If you would like to write a post for Sociological Images, please see our Guidelines for Guest Bloggers.

The following chart featured at The Economist illustrates that women in Europe expect to earn significantly less than men after graduating from university. (Of course, women’s expectations are represented in pink, and men’s in blue.) According to the study, European women attending the most prestigious universities expect to earn an average of 21 per cent less than their male counterparts.

Given that women actually do earn an average of 17.5 per cent less than men in the European Union, this difference in salary expectations might not seem shocking. What’s interesting, though, is the accompanying text that attempts to explain these disparities:

Women and men seem to differ in workplace and career aspirations, which may explain why salary expectations differ.  Men generally placed more importance on being a leader or manager than women (34% of men versus 22% of women), and want jobs with high levels of responsibility (25% v 17%). Women, however want to work for a company with high corporate social responsibility and ethical standards; men are more interested in prestige (31% v 24%).

By neglecting to address how our social environment can contribute to reported differences in career aspirations, statements like these risk reinforcing gender stereotypes and naturalizing salary inequalities.

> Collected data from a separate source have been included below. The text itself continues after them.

// ---------------------------------------------------------------------------
// 3. Losses
// ---------------------------------------------------------------------------

#[test]
fn losses_burn_from_the_yield_reserve() {
    let (mut state, auth, config) = setup();
    let (asset, vault, batch) = seed_primary(&mut state);
    state
        .registry
        .set_yield_recipient(vault, YIELD_POOL)
        .unwrap();
    report_mint(&mut state, &auth, &vault, &asset, &batch, 50_000);

    // Cycle 1: 400 of profit accumulates in the reserve.
    let (_, next) = settle(&mut state, &auth, &config, &vault, &asset, &batch, 50_400);
    assert_eq!(state.tokens.balance_of(&asset, YIELD_POOL), 400);

    // Cycle 2: the venue gives 200 back. The loss burns from the
    // reserve, never from holders.
    let (outcome, next) = settle(&mut state, &auth, &config, &vault, &asset, &next, 50_200);
    assert_eq!(outcome.yield_amount, 200);
    assert!(!outcome.is_profit);
    assert_eq!(outcome.new_baseline, 50_200);
    assert_eq!(state.tokens.balance_of(&asset, YIELD_POOL), 200);
    assert_eq!(state.tokens.total_supply(&asset), 50_200);

    // Cycle 3: a loss the reserve cannot cover refuses to execute, and
    // the refusal leaves everything untouched.
    let now = Utc::now();
    state.batches.close_batch(&next, true, now).unwrap();
    let proposal = state
        .router
        .propose_settle_batch(
            &auth,
            RELAYER,
            &config,
            &state.registry,
            &state.batches,
            None,
            &vault,
            &asset,
            &next,
            49_900,
            now,
        )
        .unwrap();
    let err = state
        .router
        .execute_settle_batch(
            RELAYER,
            &config,
            &state.registry,
            &mut state.batches,
            &mut state.tokens,
            &mut state.receivers,
            &proposal,
            now,
        )
        .unwrap_err();
    assert!(matches!(err, RouterError::InsufficientYieldReserve { .. }));
    assert_eq!(state.tokens.total_supply(&asset), 50_200);
    assert_eq!(state.router.book().baseline(&vault, &asset), 50_200);
    assert_eq!(state.batches.get(&next).unwrap().status, BatchStatus::Closed);

    // The proposal stays live for a retry; the guardian can still clear
    // it instead.
    state
        .router
        .cancel_proposal(&auth, GUARDIAN, &proposal, now)
        .unwrap();
    assert_eq!(state.router.open_proposal_count(), 0);
}

// ---------------------------------------------------------------------------
// 4. Coverage Bound
// ---------------------------------------------------------------------------

#[test]
fn requested_exceeding_the_report_fails_execution() {
    let (mut state, auth, config) = setup();
    let (asset, vault, batch) = seed_primary(&mut state);
    report_mint(&mut state, &auth, &vault, &asset, &batch, 10_000);
    state
        .router
        .request_pull(
            &auth,
            INSTITUTION,
            &state.registry,
            &mut state.batches,
            &vault,
            &asset,
            9_500,
            &batch,
        )
        .unwrap();

    // A report of 9_000 sits exactly on the loss tolerance boundary and
    // is accepted at proposal time; the coverage bound bites at
    // execution, where requested and reported finally meet.
    let now = Utc::now();
    state.batches.close_batch(&batch, true, now).unwrap();
    let proposal = state
        .router
        .propose_settle_batch(
            &auth,
            RELAYER,
            &config,
            &state.registry,
            &state.batches,
            None,
            &vault,
            &asset,
            &batch,
            9_000,
            now,
        )
        .unwrap();
    let err = state
        .router
        .execute_settle_batch(
            RELAYER,
            &config,
            &state.registry,
            &mut state.batches,
            &mut state.tokens,
            &mut state.receivers,
            &proposal,
            now,
        )
        .unwrap_err();
    assert!(matches!(err, RouterError::RequestedExceedsReported { .. }));

    // Guardian clears the bad proposal; a corrected report settles.
    state
        .router
        .cancel_proposal(&auth, GUARDIAN, &proposal, now)
        .unwrap();
    let proposal = state
        .router
        .propose_settle_batch(
            &auth,
            RELAYER,
            &config,
            &state.registry,
            &state.batches,
            None,
            &vault,
            &asset,
            &batch,
            10_000,
            now,
        )
        .unwrap();
    let outcome = state
        .router
        .execute_settle_batch(
            RELAYER,
            &config,
            &state.registry,
            &mut state.batches,
            &mut state.tokens,
            &mut state.receivers,
            &proposal,
            now,
        )
        .unwrap();
    assert_eq!(outcome.receiver_funded, 9_500);
    assert_eq!(outcome.new_baseline, 500); // 10_000 - 9_500
}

Can we really assume that gendered salary disparities are due to women’s innately lower inclination to pursue high-paying career paths?

Research says: no, we can’t. As Cordelia Fine writes in her book Delusions of Gender, countless studies have demonstrated that social factors such as prevalent beliefs about gender differences and male-dominated work environments influence women’s responses to questions about their abilities and aspirations. For example, women exposed to media articles claiming that successful careers in entrepreneurship require typically “masculine” qualities were less likely to report an interest in becoming entrepreneurs. Women who knew that the test they were taking was measuring gender differences were more likely to report being highly empathic. Women were less interested in attending an engineers’ conference when it was advertised as male-dominated rather than gender-balanced.

Our perceptions of our abilities, identities, and sense of belonging are influenced by our social environment. If, as this graph shows, women attending the most prestigious universities in Europe aspire to different career paths than men, this fact can’t be taken for granted; addressing this inequality requires an analysis of its own.

Thanks to Dmitriy T.M. for sending in this graph!

Reference: Fine, C. (2010). Delusions of Gender: How Our Minds, Society, and Neurosexism Create Difference. New York: W.W. Norton & Company, Inc.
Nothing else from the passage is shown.